Fig. 3. Clinicopathological and molecular characterization of serum from patients with meningioma predicted to present distinct recurrence risk outcomes through p-MeLB.

a Clinicopathological feature proportions and associated odds ratios (p-values: two-sided Fisher’s Exact test; error bars: 95% confidence interval estimates) derived from the comparison between meningioma serum samples predicted to present high or low recurrence risks. Reference column depicts the mean proportion of each feature across the whole cohort. SB Skull-base, NSB Non-Skull Base, Y Yes, N No, GTR Gross Total Resection, STR Subtotal Resection, PD Progressive Disease, SD Stable Disease, NED Non-Enhancing Disease, CR Confirmed Recurrence, CNR Confirmed No Recurrence; Bolded features are those with observed statistical significance. b Immune cell proportions and associated mean differences derived from the comparison between meningioma serum samples predicted to present high or low recurrence risks (error bars: mean difference 95% confidence interval; p-values: two-sided t-test). Reference column depicts the mean proportion across the whole cohort. NLR Neutrophil-Lymphocyte Ratio.
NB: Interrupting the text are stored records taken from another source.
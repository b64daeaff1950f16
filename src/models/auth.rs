// src/models/auth.rs

use chrono::{DateTime, Utc};
use serde::{Deserialize, Serialize};
use utoipa::ToSchema;
use uuid::Uuid;
use validator::Validate;

use crate::common::lenient;

#[derive(Debug, Clone, Copy, Default, PartialEq, Eq, Serialize, Deserialize, ToSchema)]
#[serde(rename_all = "lowercase")]
pub enum UserStatus {
    #[default]
    Active,
    Inactive,
}

// Representa um usuário como gravado na coleção `palengke_users`
#[derive(Debug, Clone, PartialEq, Serialize, Deserialize)]
pub struct User {
    pub id: Uuid,
    pub username: String,
    #[serde(default)]
    pub email: String,

    // Nunca sai pela API; só a coleção persistida o carrega
    #[serde(default)]
    pub password_hash: String,

    #[serde(default)]
    pub first_name: String,
    #[serde(default)]
    pub last_name: String,
    #[serde(default)]
    pub phone: Option<String>,
    #[serde(default)]
    pub role: String,
    #[serde(default)]
    pub department: Option<String>,
    #[serde(default)]
    pub status: UserStatus,
    #[serde(default = "default_true")]
    pub is_active: bool,
    #[serde(default)]
    pub is_staff: bool,
    #[serde(default, deserialize_with = "lenient::timestamp")]
    pub last_login: Option<DateTime<Utc>>,
    #[serde(default, deserialize_with = "lenient::timestamp")]
    pub date_joined: Option<DateTime<Utc>>,
}

fn default_true() -> bool {
    true
}

impl User {
    pub fn full_name(&self) -> String {
        let name = format!("{} {}", self.first_name, self.last_name);
        let name = name.trim();
        if name.is_empty() {
            self.username.clone()
        } else {
            name.to_string()
        }
    }

    /// Login e token exigem conta ativa nos dois campos.
    pub fn can_sign_in(&self) -> bool {
        self.is_active && self.status != UserStatus::Inactive
    }
}

/// Usuário como exposto pela API (sem o hash de senha).
#[derive(Debug, Clone, Serialize, ToSchema)]
pub struct UserProfile {
    pub id: Uuid,
    #[schema(example = "admin")]
    pub username: String,
    pub email: String,
    pub first_name: String,
    pub last_name: String,
    pub phone: Option<String>,
    #[schema(example = "market_manager")]
    pub role: String,
    pub department: Option<String>,
    pub status: UserStatus,
    pub is_active: bool,
    pub is_staff: bool,
    pub last_login: Option<DateTime<Utc>>,
    pub date_joined: Option<DateTime<Utc>>,
}

impl From<User> for UserProfile {
    fn from(user: User) -> Self {
        Self {
            id: user.id,
            username: user.username,
            email: user.email,
            first_name: user.first_name,
            last_name: user.last_name,
            phone: user.phone,
            role: user.role,
            department: user.department,
            status: user.status,
            is_active: user.is_active,
            is_staff: user.is_staff,
            last_login: user.last_login,
            date_joined: user.date_joined,
        }
    }
}

// Dados para registro de um novo usuário
#[derive(Debug, Deserialize, Validate, ToSchema)]
pub struct RegisterUserPayload {
    #[validate(length(min = 1, max = 150, message = "Username is required."))]
    pub username: String,
    #[validate(email(message = "Enter a valid email address."))]
    pub email: String,
    #[validate(length(min = 8, message = "Ensure this field has at least 8 characters."))]
    pub password: String,
    #[validate(length(min = 1, max = 100, message = "First name is required."))]
    pub first_name: String,
    #[validate(length(min = 1, max = 100, message = "Last name is required."))]
    pub last_name: String,
    #[validate(length(max = 20))]
    pub phone: Option<String>,
    #[validate(length(min = 1, max = 50, message = "Role is required."))]
    pub role: String,
    pub department: Option<String>,
    pub status: Option<UserStatus>,
    pub is_active: Option<bool>,
    pub is_staff: Option<bool>,
}

// PUT parcial: só o que vier é alterado
#[derive(Debug, Default, Deserialize, Validate, ToSchema)]
#[serde(default)]
pub struct UpdateUserPayload {
    #[validate(length(min = 1, max = 150))]
    pub username: Option<String>,
    #[validate(email(message = "Enter a valid email address."))]
    #[serde(deserialize_with = "lenient::opt_string")]
    pub email: Option<String>,
    #[validate(length(min = 8, message = "Ensure this field has at least 8 characters."))]
    pub password: Option<String>,
    #[validate(length(min = 1, max = 100))]
    pub first_name: Option<String>,
    #[validate(length(min = 1, max = 100))]
    pub last_name: Option<String>,
    #[validate(length(max = 20))]
    pub phone: Option<String>,
    #[validate(length(min = 1, max = 50))]
    pub role: Option<String>,
    pub department: Option<String>,
    pub status: Option<UserStatus>,
    pub is_active: Option<bool>,
    pub is_staff: Option<bool>,
}

// Dados para login (usuário ou e-mail)
#[derive(Debug, Deserialize, Validate, ToSchema)]
pub struct LoginUserPayload {
    #[validate(length(min = 1, message = "This field may not be blank."))]
    #[schema(example = "admin")]
    pub username: String,
    #[validate(length(min = 1, message = "This field may not be blank."))]
    pub password: String,
}

// Resposta de autenticação com o token
#[derive(Debug, Serialize, ToSchema)]
pub struct AuthResponse {
    pub access: String,
    pub token_type: &'static str,
    pub expires_in: i64,
}

// Estrutura de dados ("claims") dentro do JWT
#[derive(Debug, Serialize, Deserialize)]
pub struct Claims {
    pub sub: Uuid,  // Subject (ID do usuário)
    pub exp: usize, // Expiration time (quando o token expira)
    pub iat: usize, // Issued At (quando o token foi criado)
}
Bolded features are those with observed statistical significance. c Schematic summarization of observed clinicopathological and molecular features across samples (LB-serum and/or tissue) from patients with meningiomas predicted to present high or low risk of recurrence through p-MeLB. LB liquid biopsy, RFS Recurrence Free Survival, RR Recurrence Risk, MNG C Bayley Meningioma C group, CNV copy number variation, RR recurrence risk, PRC Polycomb Repressive Complex. d Schematic representation—clinical application of liquid biopsy DNA methylation-based diagnostic and prognostic classifiers in patients suspected to present meningioma. MeLB Meningioma epigenetic Liquid Biopsy, cfDNA cell-free DNA, d-MeLB and p-MeLB diagnostic- and prognostic- Meningioma Epigenetic Liquid Biopsy, respectively, MRI magnetic resonance imaging.